> **Problem statement**:
Among the records that follow, set down only the lines from the one containing "encode(&Header::default(), &claims, &self.encoding_key)" to the one containing "validation.set_issuer(&[&self.config.issuer]);", both included, exactly.

> **Records contained in a dataset**:
//! JWT 令牌服务
//!
//! 处理 JWT 令牌的生成、验证和解析。

use chrono::{Duration, Utc};
use jsonwebtoken::errors::ErrorKind;
use jsonwebtoken::{Algorithm, DecodingKey, EncodingKey, Header, Validation, decode, encode};
use ring::rand::{SecureRandom, SystemRandom};
use serde::{Deserialize, Serialize};
use shared::models::{PermissionSet, RoleTier, User};
use thiserror::Error;

/// JWT 配置
#[derive(Debug, Clone, Serialize, Deserialize)]
pub struct JwtConfig {
    /// JWT 密钥 (应至少 32 字节)
    pub secret: String,
    /// 令牌过期时间 (分钟)
    pub expiration_minutes: i64,
    /// 令牌签发者
    pub issuer: String,
    /// 令牌受众
    pub audience: String,
}

impl Default for JwtConfig {
    fn default() -> Self {
        let secret = match load_jwt_secret() {
            Ok(secret) => secret,
            Err(e) => {
                #[cfg(debug_assertions)]
                {
                    tracing::warn!("JWT configuration error: {}, using generated key", e);
                    generate_printable_jwt_secret()
                }
                #[cfg(not(debug_assertions))]
                {
                    panic!("FATAL: JWT_SECRET configuration failed: {}", e);
                }
            }
        };

        Self {
            secret,
            expiration_minutes: std::env::var("JWT_EXPIRATION_MINUTES")
                .ok()
                .and_then(|s| s.parse().ok())
                .unwrap_or(1440), // 默认 24 小时
            issuer: std::env::var("JWT_ISSUER").unwrap_or_else(|_| "admin-server".to_string()),
            audience: std::env::var("JWT_AUDIENCE").unwrap_or_else(|_| "admin-console".to_string()),
        }
    }
}

/// 存储在令牌中的 JWT Claims
#[derive(Debug, Clone, Serialize, Deserialize)]
pub struct Claims {
    /// 用户 ID (Subject)
    pub sub: String,
    /// 用户姓名
    pub name: String,
    /// 角色名称
    pub role: String,
    /// 角色代码 (决定权限层级)
    pub role_code: String,
    /// 权限列表 (逗号分隔, "*" 表示全部)
    pub permissions: String,
    /// 过期时间戳
    pub exp: i64,
    /// 签发时间戳
    pub iat: i64,
    /// 签发者
    pub iss: String,
    /// 受众
    pub aud: String,
}

impl Claims {
    /// 解析权限字段为 [`PermissionSet`]
    pub fn permission_set(&self) -> PermissionSet {
        if self.permissions.is_empty() {
            PermissionSet::none()
        } else {
            PermissionSet::from_raw(
                self.permissions
                    .split(',')
                    .map(|s| s.to_string())
                    .collect(),
            )
        }
    }

    /// 角色层级
    pub fn tier(&self) -> RoleTier {
        RoleTier::from_code(&self.role_code)
    }
}

/// JWT 错误
#[derive(Error, Debug)]
pub enum JwtError {
    #[error("invalid token: {0}")]
    InvalidToken(String),

    #[error("token expired")]
    ExpiredToken,

    #[error("invalid signature")]
    InvalidSignature,

    #[error("token generation failed: {0}")]
    GenerationFailed(String),

    #[error("configuration error: {0}")]
    ConfigError(String),
}

/// 生成可打印的安全 JWT 密钥 (用于开发环境)
pub fn generate_printable_jwt_secret() -> String {
    let allowed_chars =
        "ABCDEFGHIJKLMNOPQRSTUVWXYZabcdefghijklmnopqrstuvwxyz0123456789!@#$%^&*()-_=+";

    let rng = SystemRandom::new();
    let mut key = String::new();

    for _ in 0..64 {
        let mut byte = [0u8; 1];
        if rng.fill(&mut byte).is_err() {
            // 随机数生成失败时退回固定的开发密钥
            return "CrmPlusAdminServerDevelopmentSecureKey2024!".to_string();
        }
        let idx = (byte[0] as usize) % allowed_chars.len();
        key.push(
            allowed_chars
                .as_bytes()
                .get(idx)
                .copied()
                .unwrap_or(b'x') as char,
        );
    }

    key
}

/// 从环境变量安全地加载 JWT 密钥
fn load_jwt_secret() -> Result<String, JwtError> {
    match std::env::var("JWT_SECRET") {
        Ok(secret) => {
            if secret.len() < 32 {
                return Err(JwtError::ConfigError(
                    "JWT_SECRET must be at least 32 characters long".to_string(),
                ));
            }
            Ok(secret)
        }
        Err(_) => {
            #[cfg(debug_assertions)]
            {
                tracing::warn!(
                    "JWT_SECRET not set! Generating secure temporary key for development."
                );
                Ok(generate_printable_jwt_secret())
            }
            #[cfg(not(debug_assertions))]
            {
                Err(JwtError::ConfigError(
                    "JWT_SECRET environment variable must be set in production!".to_string(),
                ))
            }
        }
    }
}

/// JWT 令牌服务
#[derive(Clone)]
pub struct JwtService {
    pub config: JwtConfig,
    encoding_key: EncodingKey,
    decoding_key: DecodingKey,
}

impl JwtService {
    /// 使用默认配置创建新的 JWT 服务
    pub fn new() -> Self {
        Self::with_config(JwtConfig::default())
    }

    /// 使用指定配置创建新的 JWT 服务
    pub fn with_config(config: JwtConfig) -> Self {
        let encoding_key = EncodingKey::from_secret(config.secret.as_bytes());
        let decoding_key = DecodingKey::from_secret(config.secret.as_bytes());

        Self {
            config,
            encoding_key,
            decoding_key,
        }
    }

    /// 为用户生成新令牌
    pub fn generate_token(&self, user: &User, role_code: &str) -> Result<String, JwtError> {
        let now = Utc::now();
        let expiration = now + Duration::minutes(self.config.expiration_minutes);

        let permissions: Vec<String> = user.permissions.clone().into();

        let claims = Claims {
            sub: user.id.clone(),
            name: user.name.clone(),
            role: user.role.clone(),
            role_code: role_code.to_string(),
            permissions: permissions.join(","),
            exp: expiration.timestamp(),
            iat: now.timestamp(),
            iss: self.config.issuer.clone(),
            aud: self.config.audience.clone(),
        };

        encode(&Header::default(), &claims, &self.encoding_key)
            .map_err(|e| JwtError::GenerationFailed(e.to_string()))
    }

    /// 验证并解码令牌
    pub fn validate_token(&self, token: &str) -> Result<Claims, JwtError> {
        let mut validation = Validation::new(Algorithm::HS256);
        validation.set_audience(&[&self.config.audience]);
        validation.set_issuer(&[&self.config.issuer]);
        validation.set_required_spec_claims(&["sub", "exp", "iat", "iss", "aud"]);

        let token_data = decode::<Claims>(token, &self.decoding_key, &validation).map_err(|e| {
            match e.kind() {
                ErrorKind::ExpiredSignature => JwtError::ExpiredToken,
                ErrorKind::InvalidSignature => JwtError::InvalidSignature,
                ErrorKind::InvalidToken => JwtError::InvalidToken(e.to_string()),
                _ => JwtError::InvalidToken(format!("Token validation failed: {}", e)),
            }
        })?;

        Ok(token_data.claims)
    }

    /// 从 Authorization 头提取令牌
    pub fn extract_from_header(header: &str) -> Option<&str> {
        header.strip_prefix("Bearer ")
    }
}

impl Default for JwtService {
    fn default() -> Self {
        Self::new()
    }
}

#[cfg(test)]
mod tests {
    use super::*;
    use chrono::Utc;
    use shared::models::UserStatus;

    fn test_user(permissions: PermissionSet) -> User {
        User {
            id: "user_1".to_string(),
            employee_id: "U001".to_string(),
            name: "Alice Chen".to_string(),
            email: "alice.chen@company.com".to_string(),
            phone: "13812345678".to_string(),
            avatar: String::new(),
            department_id: "dept_1".to_string(),
            department: "Technology".to_string(),
            position: "Engineer".to_string(),
            role_id: "role_4".to_string(),
            role: "Developer".to_string(),
            permissions,
            status: UserStatus::Active,
            password_hash: String::new(),
            last_login: None,
            report_to: None,
            report_to_id: None,
            join_date: Utc::now(),
            created_at: Utc::now(),
            updated_at: Utc::now(),
        }
    }

    #[test]
    fn test_jwt_generation_and_validation() {
        let service = JwtService::new();
        let user = test_user(PermissionSet::from_raw(vec![
            "user.read".to_string(),
            "project.read".to_string(),
        ]));

        let token = service
            .generate_token(&user, "DEVELOPER")
            .expect("Failed to generate test token");

        let claims = service
            .validate_token(&token)
            .expect("Failed to validate test token");

        assert_eq!(claims.sub, "user_1");
        assert_eq!(claims.name, "Alice Chen");
        assert_eq!(claims.role, "Developer");
        assert_eq!(claims.permissions, "user.read,project.read");
        assert_eq!(claims.tier(), RoleTier::Standard);
        assert_eq!(
            claims.permission_set(),
            PermissionSet::from_raw(vec!["user.read".to_string(), "project.read".to_string()])
        );
    }

    #[test]
    fn test_wildcard_permissions_roundtrip() {
        let service = JwtService::new();
        let user = test_user(PermissionSet::All);

        let token = service
            .generate_token(&user, "SUPER_ADMIN")
            .expect("Failed to generate test token");
        let claims = service
            .validate_token(&token)
            .expect("Failed to validate test token");

        assert_eq!(claims.permissions, "*");
        assert!(claims.permission_set().is_all());
        assert_eq!(claims.tier(), RoleTier::Super);
    }

    #[test]
    fn test_tampered_token_rejected() {
        let service = JwtService::new();
        let user = test_user(PermissionSet::none());

        let mut token = service
            .generate_token(&user, "USER")
            .expect("Failed to generate test token");
        token.push('x');

        assert!(service.validate_token(&token).is_err());
    }

    #[test]
    fn test_printable_secret_generation() {
        let a = generate_printable_jwt_secret();
        let b = generate_printable_jwt_secret();
        assert_eq!(a.len(), 64);
        assert_ne!(a, b);
    }
}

> **Your response**:
        encode(&Header::default(), &claims, &self.encoding_key)
            .map_err(|e| JwtError::GenerationFailed(e.to_string()))
    }

    /// 验证并解码令牌
    pub fn validate_token(&self, token: &str) -> Result<Claims, JwtError> {
        let mut validation = Validation::new(Algorithm::HS256);
        validation.set_audience(&[&self.config.audience]);
        validation.set_issuer(&[&self.config.issuer]);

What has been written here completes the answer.